It is Thursday night before Easter. Eight adults and teenagers from our Sunday night support group meet at the Grace Theater in Houston to see “John, His Story,” by Jeannette Clift George. In this play, which has been performed Off-Broadway as well as in this A.D. Players home arena, the ensemble cast of four actors and actresses play twenty-five different characters who tell the stories of the supernatural signs reported in John’s Gospel (as Jeannette describes it) “in terms of ordinary people confronting extra-ordinary miracles.” It is powerful drama that elicits chill-bumps, chuckles and tears. These “signs” still “sign-ify.” We all leave the theater with fresh appreciation of Jesus as God’s Son and our Savior.
I am impressed anew by Jesus’ agenda as portrayed in John’s Gospel. In a dark world he is light. In a dying world he is life. To a sinful world he speaks forgiveness. To a sick and broken world he brings healing and restoration. Where Jesus goes, joy follows. Tears are wiped away. Laughter erupts. Heavy hearts lighten. Hope replaces despair. God is for us, Jesus says, not against us. God actually loves the world, which means each one of us. Do we really dare to believe that?
Jesus did not come to bring religion. He did not come to bring laws and rules. He did not come to judge and condemn. He reaches out to the needy, the unpretentious, the humble and ignored. He has time for social and religious outcasts, for sinners, for the sick and the poor. He talks about a Father who longs to embrace his children. To those spiritually hungry and thirsty, Jesus offers heavenly nourishment and refreshment. He lives his life for others and his living reveals the heart of God. Finally he gives his life for others, to take away their sins and to bring them home to God.

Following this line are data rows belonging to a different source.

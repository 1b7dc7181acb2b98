//! EULA model and trait implementations.

use async_trait::async_trait;
use reqwest::StatusCode;
use serde::{Deserialize, Serialize};

use crate::client::PivnetClient;
use crate::error::{PivnetError, Result};
use crate::models::links::Links;
use crate::models::release::ReleaseRef;
use crate::traits::{Get, List};

/// An end-user license agreement.
#[derive(Debug, Clone, Default, PartialEq, Eq, Serialize, Deserialize)]
pub struct Eula {
    #[serde(default)]
    pub id: u64,

    #[serde(default, skip_serializing_if = "String::is_empty")]
    pub slug: String,

    #[serde(default, skip_serializing_if = "String::is_empty")]
    pub name: String,

    /// Full agreement text (HTML). Only returned by the single-EULA endpoint.
    #[serde(default, skip_serializing_if = "Option::is_none")]
    pub content: Option<String>,

    #[serde(rename = "_links", default, skip_serializing_if = "Option::is_none")]
    pub links: Option<Links>,
}

/// Confirmation returned when a EULA is accepted.
#[derive(Debug, Clone, PartialEq, Eq, Serialize, Deserialize)]
pub struct EulaAcceptance {
    /// Timestamp of the acceptance, as reported by the API.
    #[serde(default)]
    pub accepted_at: String,
}

#[derive(Debug, Deserialize)]
struct EulasResponse {
    #[serde(default)]
    eulas: Vec<Eula>,
}

impl Eula {
    /// Accept the EULA attached to a release.
    ///
    /// # Errors
    ///
    /// Returns an error if the release does not exist or the request fails.
    #[tracing::instrument(skip(client))]
    pub async fn accept(client: &PivnetClient, release: &ReleaseRef) -> Result<EulaAcceptance> {
        let path = format!("{}/eula_acceptance", release.path());

        let response = client.post_empty(&path, StatusCode::OK).await?;
        let acceptance: EulaAcceptance =
            response.json().await.map_err(PivnetError::HttpError)?;
        Ok(acceptance)
    }
}

#[async_trait]
impl Get for Eula {
    type Id = String; // EULA slug

    #[tracing::instrument(skip(client))]
    async fn get(client: &PivnetClient, slug: String) -> Result<Self> {
        let path = format!("eulas/{}", urlencoding::encode(&slug));

        let response = client.get(&path).await?;
        let eula: Eula = response.json().await.map_err(PivnetError::HttpError)?;
        Ok(eula)
    }
}

#[async_trait]
impl List for Eula {
    type Query = ();

    #[tracing::instrument(skip(client))]
    async fn list(client: &PivnetClient, _query: &()) -> Result<Vec<Self>> {
        let response = client.get("eulas").await?;
        let data: EulasResponse = response.json().await.map_err(PivnetError::HttpError)?;
        Ok(data.eulas)
    }
}
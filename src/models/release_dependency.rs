//! Release dependency model and trait implementations.

use async_trait::async_trait;
use reqwest::StatusCode;
use serde::{Deserialize, Serialize};

use crate::client::PivnetClient;
use crate::error::{PivnetError, Result};
use crate::models::product::Product;
use crate::models::release::{ReleaseIdBody, ReleaseRef};
use crate::traits::List;

/// A release that another release depends on.
#[derive(Debug, Clone, Default, PartialEq, Eq, Serialize, Deserialize)]
pub struct ReleaseDependency {
    pub release: DependentRelease,
}

/// The dependent release, with the product it belongs to.
#[derive(Debug, Clone, Default, PartialEq, Eq, Serialize, Deserialize)]
pub struct DependentRelease {
    #[serde(default)]
    pub id: u64,

    #[serde(default)]
    pub version: String,

    /// Owning product (only `id` and `name` are populated by the API).
    #[serde(default)]
    pub product: Product,
}

#[derive(Debug, Deserialize)]
struct ReleaseDependenciesResponse {
    #[serde(default)]
    dependencies: Vec<ReleaseDependency>,
}

#[derive(Debug, Serialize)]
struct DependencyBody {
    dependency: ReleaseIdBody,
}

impl ReleaseDependency {
    /// Make `release` depend on the release with ID `dependent_release_id`.
    ///
    /// # Errors
    ///
    /// Returns an error if the API rejects the link or the request fails.
    #[tracing::instrument(skip(client))]
    pub async fn add(
        client: &PivnetClient,
        release: &ReleaseRef,
        dependent_release_id: u64,
    ) -> Result<()> {
        Self::modify(client, release, "add_dependency", dependent_release_id).await
    }

    /// Remove the dependency of `release` on `dependent_release_id`.
    ///
    /// # Errors
    ///
    /// Returns an error if the API rejects the change or the request fails.
    #[tracing::instrument(skip(client))]
    pub async fn remove(
        client: &PivnetClient,
        release: &ReleaseRef,
        dependent_release_id: u64,
    ) -> Result<()> {
        Self::modify(client, release, "remove_dependency", dependent_release_id).await
    }

    async fn modify(
        client: &PivnetClient,
        release: &ReleaseRef,
        action: &str,
        dependent_release_id: u64,
    ) -> Result<()> {
        let path = format!("{}/{}", release.path(), action);
        let body = DependencyBody {
            dependency: ReleaseIdBody {
                release_id: dependent_release_id,
            },
        };

        client.patch(&path, StatusCode::NO_CONTENT, &body).await?;
        Ok(())
    }
}

#[async_trait]
impl List for ReleaseDependency {
    type Query = ReleaseRef;

    #[tracing::instrument(skip(client))]
    async fn list(client: &PivnetClient, release: &ReleaseRef) -> Result<Vec<Self>> {
        let path = format!("{}/dependencies", release.path());

        let response = client.get(&path).await?;
        let data: ReleaseDependenciesResponse =
            response.json().await.map_err(PivnetError::HttpError)?;
        Ok(data.dependencies)
    }
}
//! Pivnet CLI binary.
//!
//! A command-line interface for interacting with the Pivnet API.

use std::io;
use std::process::ExitCode;

use clap::Parser;
use pivnet::cli::{commands, setup_hint, Cli};
use pivnet::{PivnetClient, Printer};
use tracing::Level;

#[tokio::main]
async fn main() -> ExitCode {
    let cli = Cli::parse();

    let log_level = if cli.verbose { Level::DEBUG } else { Level::WARN };
    tracing_subscriber::fmt()
        .with_max_level(log_level)
        .with_target(false)
        .with_writer(io::stderr)
        .init();

    let client = match cli.client_config().and_then(PivnetClient::new) {
        Ok(c) => c,
        Err(e) => {
            eprintln!("Error: {e}");
            if let Some(hint) = setup_hint(&e) {
                eprintln!("Hint: {hint}");
            }
            return ExitCode::FAILURE;
        }
    };

    let mut printer = Printer::new(io::stdout().lock(), cli.format);
    match commands::run(&client, cli.command, &mut printer).await {
        Ok(()) => ExitCode::SUCCESS,
        Err(e) => {
            tracing::debug!(error = ?e, "command failed");
            eprintln!("Error: {e}");
            ExitCode::FAILURE
        }
    }
}
//! HTTP request handlers for the mock server.

pub mod auth;
pub mod eulas;
pub mod products;
pub mod release_links;
pub mod releases;

pub use auth::*;
pub use eulas::*;
pub use products::*;
pub use release_links::*;
pub use releases::*;

use std::sync::Arc;

use axum::{
    http::StatusCode,
    response::{IntoResponse, Response},
    Json,
};
use tokio::sync::RwLock;

use crate::mock_server::state::MockState;

/// State shared by every handler.
pub type SharedState = Arc<RwLock<MockState>>;

/// Build an API-style error body: `{"message": ..., "errors": [...]}`.
pub(crate) fn error_response(status: StatusCode, message: String, errors: Vec<String>) -> Response {
    (
        status,
        Json(serde_json::json!({
            "message": message,
            "errors": errors,
        })),
    )
        .into_response()
}

pub(crate) fn not_found(what: &str) -> Response {
    error_response(StatusCode::NOT_FOUND, format!("{what} not found"), vec![])
}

This is the Jesus agenda, I reflect. If I want to be his disciple, it must be my agenda also — in some sense and in some way. Books are important, but this is far more than academics. Morality is important but this is more than do’s and don’ts. Church has its place but that place is surely to foster and to encourage this agenda. When I encounter people, do they sense the presence of this Jesus also? When others interact with me, do they intuit that God is for them . . . that he “so loved the world” . . . that he weeps at our sorrow and wills our fullness of life? What exactly do others detect about God from knowing me? From knowing you?